Your false dichotomy also implies that “unsafe” blocks are as unsafe as C++, which is not true. “Unsafe” in Rust turns off very few checks[0], most of them are still active. No one would write a serious Rust program entirely in unsafe anyways.
Regardless, asking about security considerations is a valid thing to do, even if it were written in Rust. Security is not just about memory safety.
Furthermore, choice of language can have an effect as to the actual security of the networking layer.
Having parsers (and serializers) proved absent of runtime errors (e.g. with something like SPARK) is a form of guarantee I wish I'd see as the default in any 'serious' network-facing library or component.

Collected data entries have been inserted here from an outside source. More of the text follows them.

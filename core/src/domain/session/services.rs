use std::{
    collections::HashMap,
    sync::{PoisonError, RwLock},
    time::{Duration, Instant},
};

use crate::domain::{common::entities::app_errors::CoreError, session::value_objects::SessionScope};

#[derive(Debug, Clone)]
struct Slot {
    food_name: String,
    written_at: Instant,
}

/// Last detected food name, kept per [`SessionScope`].
///
/// The global slot never expires. Client slots live for `ttl` after their last
/// write, and at most `max_clients` of them are held at once. Concurrent
/// writers to the same slot are last-writer-wins.
#[derive(Debug)]
pub struct RecognitionSession {
    global: RwLock<Option<String>>,
    scoped: RwLock<HashMap<String, Slot>>,
    ttl: Duration,
    max_clients: usize,
}

impl RecognitionSession {
    pub fn new(ttl: Duration, max_clients: usize) -> Self {
        Self {
            global: RwLock::new(None),
            scoped: RwLock::new(HashMap::new()),
            ttl,
            max_clients: max_clients.max(1),
        }
    }

    pub fn set(&self, scope: &SessionScope, food_name: impl Into<String>) {
        let food_name = food_name.into();
        match scope {
            SessionScope::Global => {
                *self.global.write().unwrap_or_else(PoisonError::into_inner) = Some(food_name);
            }
            SessionScope::Client(id) => {
                let mut scoped = self.scoped.write().unwrap_or_else(PoisonError::into_inner);
                let ttl = self.ttl;
                scoped.retain(|_, slot| slot.written_at.elapsed() < ttl);

                if !scoped.contains_key(id) && scoped.len() >= self.max_clients {
                    let oldest = scoped
                        .iter()
                        .min_by_key(|(_, slot)| slot.written_at)
                        .map(|(key, _)| key.clone());
                    if let Some(oldest) = oldest {
                        scoped.remove(&oldest);
                    }
                }

                scoped.insert(
                    id.clone(),
                    Slot {
                        food_name,
                        written_at: Instant::now(),
                    },
                );
            }
        }
    }

    pub fn last(&self, scope: &SessionScope) -> Option<String> {
        match scope {
            SessionScope::Global => self
                .global
                .read()
                .unwrap_or_else(PoisonError::into_inner)
                .clone(),
            SessionScope::Client(id) => self
                .scoped
                .read()
                .unwrap_or_else(PoisonError::into_inner)
                .get(id)
                .filter(|slot| slot.written_at.elapsed() < self.ttl)
                .map(|slot| slot.food_name.clone()),
        }
    }

    /// Returns `explicit` when it is non-blank, otherwise the remembered name.
    pub fn get_or_default(
        &self,
        scope: &SessionScope,
        explicit: Option<&str>,
    ) -> Result<String, CoreError> {
        if let Some(name) = explicit.map(str::trim).filter(|name| !name.is_empty()) {
            return Ok(name.to_string());
        }

        self.last(scope).ok_or(CoreError::NoFoodContext)
    }
}
use axum::http::HeaderMap;
use foodvision_core::domain::session::value_objects::{SESSION_HEADER, SessionScope};

use crate::application::http::server::api_entities::api_error::ApiError;

pub mod detect_food;
pub mod get_food_info;
pub mod list_info_types;
pub mod welcome;

pub(crate) fn session_scope(headers: &HeaderMap) -> Result<SessionScope, ApiError> {
    SessionScope::from_header(headers.get(SESSION_HEADER).map(|h| h.as_bytes()))
        .map_err(ApiError::from)
}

It's not even that hard to achieve, compared to the learning curve of the borrow checker.
Once rust gets plugged into Why3 and gets some industrial-grade proof capacity, the question of 'is it written in rust?' will be automatic (as in 'why would you do it any other way?').

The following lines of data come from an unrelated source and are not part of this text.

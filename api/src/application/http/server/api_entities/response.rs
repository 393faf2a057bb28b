use axum::{
    Json,
    http::StatusCode,
    response::{IntoResponse, Response as AxumResponse},
};
use serde::Serialize;

#[derive(Debug)]
pub enum Response<T: Serialize> {
    OK(T),
}

impl<T: Serialize> IntoResponse for Response<T> {
    fn into_response(self) -> AxumResponse {
        match self {
            Response::OK(body) => (StatusCode::OK, Json(body)).into_response(),
        }
    }
}
//! The `math` module: constants `pi`/`e`, plus the functions listed in
//! spec 4.9.

use indexmap::IndexMap;

use super::native;
use crate::exception::{EvalResult, ExcType, RuntimeError};
use crate::interpreter::Interpreter;
use crate::value::Value;

fn as_f64(v: &Value) -> Result<f64, RuntimeError> {
    match v {
        Value::Int(n) => Ok(*n as f64),
        Value::Float(f) => Ok(*f),
        other => Err(RuntimeError::new(
            ExcType::TypeError,
            format!("expected a number, got {}", other.type_name()),
        )),
    }
}

fn as_int(v: &Value) -> Result<i64, RuntimeError> {
    match v {
        Value::Int(n) => Ok(*n),
        other => Err(RuntimeError::new(
            ExcType::TypeError,
            format!("expected an int, got {}", other.type_name()),
        )),
    }
}

fn arg(args: &[Value], i: usize) -> Result<&Value, RuntimeError> {
    args.get(i)
        .ok_or_else(|| RuntimeError::new(ExcType::ArityError, format!("missing argument {i}")))
}

fn sqrt(_: &mut Interpreter, args: &[Value]) -> EvalResult<Value> {
    Ok(Value::Float(as_f64(arg(args, 0)?)?.sqrt()))
}

fn pow(_: &mut Interpreter, args: &[Value]) -> EvalResult<Value> {
    Ok(Value::Float(as_f64(arg(args, 0)?)?.powf(as_f64(arg(args, 1)?)?)))
}

fn floor(_: &mut Interpreter, args: &[Value]) -> EvalResult<Value> {
    Ok(Value::Int(as_f64(arg(args, 0)?)?.floor() as i64))
}

fn ceil(_: &mut Interpreter, args: &[Value]) -> EvalResult<Value> {
    Ok(Value::Int(as_f64(arg(args, 0)?)?.ceil() as i64))
}

fn abs(_: &mut Interpreter, args: &[Value]) -> EvalResult<Value> {
    match arg(args, 0)? {
        Value::Int(n) => Ok(Value::Int(n.abs())),
        Value::Float(f) => Ok(Value::Float(f.abs())),
        other => Err(RuntimeError::new(
            ExcType::TypeError,
            format!("expected a number, got {}", other.type_name()),
        )
        .into()),
    }
}

fn sin(_: &mut Interpreter, args: &[Value]) -> EvalResult<Value> {
    Ok(Value::Float(as_f64(arg(args, 0)?)?.sin()))
}

fn cos(_: &mut Interpreter, args: &[Value]) -> EvalResult<Value> {
    Ok(Value::Float(as_f64(arg(args, 0)?)?.cos()))
}

fn tan(_: &mut Interpreter, args: &[Value]) -> EvalResult<Value> {
    Ok(Value::Float(as_f64(arg(args, 0)?)?.tan()))
}

fn log(_: &mut Interpreter, args: &[Value]) -> EvalResult<Value> {
    Ok(Value::Float(as_f64(arg(args, 0)?)?.log(as_f64(arg(args, 1)?)?)))
}

fn gcd(_: &mut Interpreter, args: &[Value]) -> EvalResult<Value> {
    let mut a = as_int(arg(args, 0)?)?.abs();
    let mut b = as_int(arg(args, 1)?)?.abs();
    while b != 0 {
        let t = b;
        b = a % b;
        a = t;
    }
    Ok(Value::Int(a))
}

fn min(_: &mut Interpreter, args: &[Value]) -> EvalResult<Value> {
    let a = arg(args, 0)?;
    let b = arg(args, 1)?;
    Ok(if a.compare(b)? == std::cmp::Ordering::Greater { b.clone() } else { a.clone() })
}

fn max(_: &mut Interpreter, args: &[Value]) -> EvalResult<Value> {
    let a = arg(args, 0)?;
    let b = arg(args, 1)?;
    Ok(if a.compare(b)? == std::cmp::Ordering::Less { b.clone() } else { a.clone() })
}

pub(super) fn members() -> IndexMap<String, Value> {
    let mut m = IndexMap::new();
    m.insert("pi".to_string(), Value::Float(std::f64::consts::PI));
    m.insert("e".to_string(), Value::Float(std::f64::consts::E));
    m.insert("sqrt".to_string(), native("sqrt", sqrt));
    m.insert("pow".to_string(), native("pow", pow));
    m.insert("floor".to_string(), native("floor", floor));
    m.insert("ceil".to_string(), native("ceil", ceil));
    m.insert("abs".to_string(), native("abs", abs));
    m.insert("sin".to_string(), native("sin", sin));
    m.insert("cos".to_string(), native("cos", cos));
    m.insert("tan".to_string(), native("tan", tan));
    m.insert("log".to_string(), native("log", log));
    m.insert("gcd".to_string(), native("gcd", gcd));
    m.insert("min".to_string(), native("min", min));
    m.insert("max".to_string(), native("max", max));
    m
}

Rust's guarantees are all about what's happening inside your own process with memory ownership. "Security" in the context of a middleware like this is almost certainly more about external validation/auth— what prevents some random node from injecting messages into the queue, or adding itself as a subscriber to the output?
Also, it's a super bad-faith argument to talk about an entire program being in an unsafe block. Rust's unsafe is about specifically and intentionally opting out of certain guardrails in a limited scope of code where it should be fairly easy for a human reviewer to understand and validate the more complex invariants that aren't enforceable by the compiler itself.
This is absolutely not what Rust unsafe block is about. It is about getting around the limitations of the compiler to gain efficiency. And it happens a lot.
> Unsafe Rust exists because, by nature, static analysis is conservative. When the compiler tries to determine whether or not code upholds the guarantees, it’s better for it to reject some valid programs than to accept some invalid programs. Although the code might be okay, if the Rust compiler doesn’t have enough information to be confident, it will reject the code. In these cases, you can use unsafe code to tell the compiler, “Trust me, I know what I’m doing.”
I care more about methodology than specific methods. I would like applications that handle I/O, especially network I/O, to be designed and built with security in mind. I asked my question because that doesn't appear to be the case here, and I think that is dissapointing and concerning from a security perspective.